The Questions We Get Most Often

My design has 5 colors. Does that automatically mean DTG?
Not necessarily. Look at the nature of those colors. If they're 5 clean, solid, separable colors with distinct edges — a flag, a logo, a geometric — screen printing may still work with a slight design simplification. If they blend into each other, have soft transitions, or you'd lose something important by reducing them, DTG is the right call. Send us the file and we'll tell you honestly.
I'm an artist. I want to sell these. Which method gives me the best margin?
DTG first, then edge-to-edge once you've confirmed a design sells. DTG has no minimum, so you can test a design at a single piece before investing in a run.
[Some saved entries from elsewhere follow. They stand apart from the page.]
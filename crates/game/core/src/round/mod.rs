//! Rounds and guesses.
//!
//! A [`Round`] is created at round start and never changes afterwards. Its
//! hidden sequence is private: front-ends only learn the tier and the slot
//! count until the round is evaluated. A [`GuessSequence`] is the player's
//! mutable answer sheet, edited slot by slot until it is submitted.

mod error;
mod generator;

pub use error::RoundError;
pub use generator::RoundGenerator;

use arrayvec::ArrayVec;

use crate::config::GameConfig;
use crate::evaluate::{self, Evaluation, GuessError};
use crate::palette::{Color, Difficulty};

/// Fixed-capacity color sequence sized for the largest tier.
pub type ColorSequence = ArrayVec<Color, { GameConfig::MAX_SLOTS }>;

/// One play of the game: a generated hidden sequence awaiting a guess.
///
/// Not `Clone`: completing a round consumes it.
#[derive(Debug, PartialEq, Eq)]
pub struct Round {
    difficulty: Difficulty,
    nonce: u64,
    hidden: ColorSequence,
}

impl Round {
    /// Builds a round from an explicit hidden sequence.
    ///
    /// The sequence must have exactly `difficulty.slot_count()` colors, all
    /// drawn from the tier's palette, with no repeats.
    pub fn from_hidden(difficulty: Difficulty, hidden: &[Color]) -> Result<Self, RoundError> {
        let expected = difficulty.slot_count();
        if hidden.len() != expected {
            return Err(RoundError::SlotCountMismatch {
                difficulty,
                expected,
                actual: hidden.len(),
            });
        }

        let mut sequence = ColorSequence::new();
        for &color in hidden {
            if !difficulty.allows(color) {
                return Err(RoundError::ColorNotInPalette { difficulty, color });
            }
            if sequence.contains(&color) {
                return Err(RoundError::DuplicateColor { color });
            }
            sequence.push(color);
        }

        Ok(Self::new(difficulty, 0, sequence))
    }

    pub(crate) fn new(difficulty: Difficulty, nonce: u64, hidden: ColorSequence) -> Self {
        Self {
            difficulty,
            nonce,
            hidden,
        }
    }

    pub fn difficulty(&self) -> Difficulty {
        self.difficulty
    }

    /// Sequence number of this round within its generator.
    pub fn nonce(&self) -> u64 {
        self.nonce
    }

    pub fn slot_count(&self) -> usize {
        self.hidden.len()
    }

    /// Colors the player may choose from for this round.
    pub fn palette(&self) -> &'static [Color] {
        self.difficulty.palette()
    }

    /// The hidden sequence. Front-ends should only show this after the round
    /// has been evaluated.
    pub fn reveal(&self) -> &[Color] {
        &self.hidden
    }

    /// An empty answer sheet for this round.
    pub fn blank_guess(&self) -> GuessSequence {
        GuessSequence::default()
    }

    /// Compares `guess` against the hidden sequence.
    pub fn evaluate(&self, guess: &GuessSequence) -> Result<Evaluation, GuessError> {
        evaluate::evaluate(&self.hidden, guess.as_slice())
    }
}

/// Ordered player guess, editable until submission.
#[derive(Clone, Debug, Default, PartialEq, Eq)]
pub struct GuessSequence {
    colors: ColorSequence,
}

impl GuessSequence {
    pub fn new(colors: &[Color]) -> Result<Self, RoundError> {
        if colors.len() > GameConfig::MAX_SLOTS {
            return Err(RoundError::TooManySlots {
                len: colors.len(),
                max: GameConfig::MAX_SLOTS,
            });
        }
        Ok(Self {
            colors: colors.iter().copied().collect(),
        })
    }

    /// Parses color names, e.g. from a form submission.
    pub fn parse<S: AsRef<str>>(names: &[S]) -> Result<Self, RoundError> {
        let colors = names
            .iter()
            .map(|name| Color::parse(name.as_ref()))
            .collect::<Result<Vec<_>, _>>()?;
        Self::new(&colors)
    }

    /// Appends a color to the end of the guess.
    pub fn push(&mut self, color: Color) -> Result<(), RoundError> {
        self.colors
            .try_push(color)
            .map_err(|_| RoundError::TooManySlots {
                len: GameConfig::MAX_SLOTS + 1,
                max: GameConfig::MAX_SLOTS,
            })
    }

    /// Replaces the color in `index`.
    pub fn set(&mut self, index: usize, color: Color) -> Result<(), RoundError> {
        let len = self.colors.len();
        let slot = self
            .colors
            .get_mut(index)
            .ok_or(RoundError::SlotOutOfRange { index, len })?;
        *slot = color;
        Ok(())
    }

    pub fn as_slice(&self) -> &[Color] {
        &self.colors
    }

    pub fn len(&self) -> usize {
        self.colors.len()
    }

    pub fn is_empty(&self) -> bool {
        self.colors.is_empty()
    }
}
Once you know something moves — at a fair, on Etsy, at a market — move it to edge-to-edge at 25 pieces for the best-looking retail product. Screen printing is the right move when you have a simple design and you're ordering 50+ pieces of the same thing.
What's the difference between DTG and edge-to-edge if they both use inkjet technology?
The process and the result. DTG prints onto a finished, pre-hemmed towel — the design sits in the imprint area with the hem as a natural frame. Edge-to-edge prints onto fabric on a roll before the towel is cut and hemmed — the design runs to every edge with no border. Same ink chemistry, completely different visual outcome. If you want your design to look like it was woven into the towel rather than printed onto it, edge-to-edge is what you're after.
I need these for a trade show in 6 weeks. What's realistic?
DTG or screen printing — both are 2–3 weeks production after proof approval, plus transit time. Add 1–2 days for proofing. Six weeks gives you reasonable buffer if you order in the next few days. Edge-to-edge at 3–5 weeks is tight but possible if you move quickly. Contact us with your deadline — we'll tell you exactly what's achievable.
Do all three methods wash the same way?
Yes. All three are machine washable. Cold water, gentle cycle, tumble dry low. The ink in all three methods bonds into the cotton fiber rather than sitting on top as a surface coating — which means no cracking, no peeling, and no color transfer in the wash.

Still Not Sure?

Send us your artwork. We review files before you order — at no cost, with no obligation. We'll tell you which method suits your design, flag any file issues before they become production problems, and give you an accurate quote. Most people who send a file have an answer within a business day.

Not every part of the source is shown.